There will be new opportunities due to Brexit although at the moment it’s difficult to see exactly what those might be.
One of the key promises of the Leave campaign was to cut excessive regulation imposed by the EU. This can help entrepreneurs in particular industries, yet I don’t remember any significant obstacle to doing business that would have been specifically imposed by the EU when I was a start-up entrepreneur.
Indeed, the Norwegian model of a very close relationship with the EU including access to the single market would be a good, or the least worst, option. It would allow the UK to practice more experimental governance, while retaining many of the benefits of the EU.
Local culture, institutions and demography shape entrepreneurial ecosystems. Start-up companies employ mainly young, highly educated and, actually, often immigrants, many of which were undoubtedly supporters of Remain.
How welcoming to foreigners and diversity the UK is in the eyes of these and prospective entrepreneurs can have an impact in the long run.
Team diversity and entrepreneurial confidence are positive drivers for entrepreneurship. The Government will need to work hard to reassure entrepreneurial hotspots around the UK that their success factors are not sacrificed in the divorce settlement with the EU.
Geographical proximity and cross-border connections are very important in high technology business that is inherently global. Large companies have routines and staff to deal with border-crossing bureaucracy, which is bound to increase.
Small start-ups don’t have such assets, yet I don’t expect a major impact in the short term. The UK has very strong domestic entrepreneurial ecosystems and lots of talent that won’t disappear overnight whatever happens.
Over time, however, new barriers to movement of people and their ideas cannot be a good thing for entrepreneurship, the Brexit deal needs to keep this open as much as possible.
The most important resource for an entrepreneurial firm is talented founders and employees. The UK has grown a considerable talent base over the years.
This is largely thanks to its excellent higher education system and the ease of settling in the country. Any points-based immigration system will make it more difficult to attract talent from continental Europe, especially for start-ups that have little resources to deal with extra bureaucracy. Berlin, a rising continental start-up hotspot is already preparing to use Brexit to its advantage.
Early-stage start-up companies need local venture funding. A period of increased uncertainty and a potentially diminished role for the City in the global financial system can result in less available venture funding for start-up companies.

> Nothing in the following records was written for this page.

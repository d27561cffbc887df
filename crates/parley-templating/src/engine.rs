//! Templating engine boundary and its minijinja implementation.

use minijinja::{AutoEscape, Environment, UndefinedBehavior};
use parley_core::TemplatingConfig;
use serde::{Deserialize, Serialize};
use serde_json::{Map, Value};
use thiserror::Error;

/// Variables visible to templates.
pub type TemplateContext = Map<String, Value>;

/// How rendered values are escaped.
#[derive(Debug, Clone, Copy, PartialEq, Eq, Hash, Serialize, Deserialize)]
#[serde(rename_all = "snake_case")]
pub enum TemplateMode {
    /// No escaping.
    Text,
    /// Interpolated values are HTML-escaped.
    Html,
}

/// Rendering failure for a single template.
#[derive(Error, Debug, Clone, PartialEq, Eq)]
#[error("Failed to render template '{template}': {cause}")]
pub struct TemplateEngineError {
    /// The template text that failed.
    pub template: String,
    pub cause: String,
}

impl TemplateEngineError {
    pub fn new(template: impl Into<String>, cause: impl std::fmt::Display) -> Self {
        Self {
            template: template.into(),
            cause: cause.to_string(),
        }
    }
}

/// Renders template text against a context.
pub trait TemplatingEngine: Send + Sync {
    fn process_template(
        &self,
        template: &str,
        context: &TemplateContext,
        mode: TemplateMode,
    ) -> Result<String, TemplateEngineError>;
}

/// Jinja-syntax engine backed by minijinja, with one environment per mode.
pub struct MiniJinjaTemplatingEngine {
    text: Environment<'static>,
    html: Environment<'static>,
}

impl MiniJinjaTemplatingEngine {
    pub fn new(config: &TemplatingConfig) -> Self {
        Self {
            text: build_environment(config, TemplateMode::Text),
            html: build_environment(config, TemplateMode::Html),
        }
    }
}

impl Default for MiniJinjaTemplatingEngine {
    fn default() -> Self {
        Self::new(&TemplatingConfig::default())
    }
}

fn build_environment(config: &TemplatingConfig, mode: TemplateMode) -> Environment<'static> {
    let mut env = Environment::new();
    if config.strict_undefined {
        env.set_undefined_behavior(UndefinedBehavior::Strict);
    }
    env.set_trim_blocks(config.trim_blocks);
    env.set_auto_escape_callback(move |_name: &str| match mode {
        TemplateMode::Text => AutoEscape::None,
        TemplateMode::Html => AutoEscape::Html,
    });
    env
}

impl TemplatingEngine for MiniJinjaTemplatingEngine {
    fn process_template(
        &self,
        template: &str,
        context: &TemplateContext,
        mode: TemplateMode,
    ) -> Result<String, TemplateEngineError> {
        let env = match mode {
            TemplateMode::Text => &self.text,
            TemplateMode::Html => &self.html,
        };
        env.render_str(template, context)
            .map_err(|e| TemplateEngineError::new(template, e))
    }
}
//! Turn execution for the Parley dialog engine.
//!
//! [`Lifecycle`] owns an ordered list of lifecycle tasks and runs them once
//! per turn against a conversation's memory. [`logging::init_logging`]
//! installs the tracing subscriber configured by `LoggingConfig`.

pub mod lifecycle;
pub mod logging;

pub use lifecycle::Lifecycle;
pub use logging::init_logging;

Some of the impact may not be immediate because numerous venture funds and their personnel are firmly established in the UK and in London in particular, but it won’t take years to change if there are better investment opportunities elsewhere.
The Government can try to compensate this by making life otherwise financially easier for start-ups, but this costs money that has been promised for many other purposes as well.
The intellectual property regime is relatively similar in developed countries so in principle there are probably not going to be massive changes due to Brexit.
The difference may come from how companies manage and administer their intellectual property portfolios in the international arena.
In the worst-case scenario UK companies may have to file their patents again, maybe in multiple countries. Again, large companies can probably deal with the extra workload, but for smaller companies it will be yet another headache they could very well do without.
General economic uncertainty is not a good thing for high technology entrepreneurs that operate at the risky end of economic activity: capital retreats to safer assets, while consumers and companies are less prone to try out new things.
The immediate Brexit shock is already fading, but there will be a period of uncertainty as different stakeholders get their plans sorted out and negotiate how Brexit will actually happen. The shorter this ‘short-term’ uncertainty stays, the better. However, given that it is the EU and Brexiteers around the table, I woudn’t hold my breath.
The lasting effects of Brexit on high technology entrepreneurship are all but impossible to predict, though it is clear there are big risks.
Strong entrepreneurial ecosystems will probably be able to cope with any individual issue alone, but it is the potential convergence of various factors that may cause serious problems down the road.
It’s quite worrying that the Leave campaigners seemingly had no plan beyond the referendum. Entrepreneurial ecosystems are difficult to cultivate even with a good plan, and they are certainly easy to destroy without one.
Aleksi Aaltonen teaches Business Systems Analysis and Strategic Information Management on Warwick Business School's Undergraduate programme.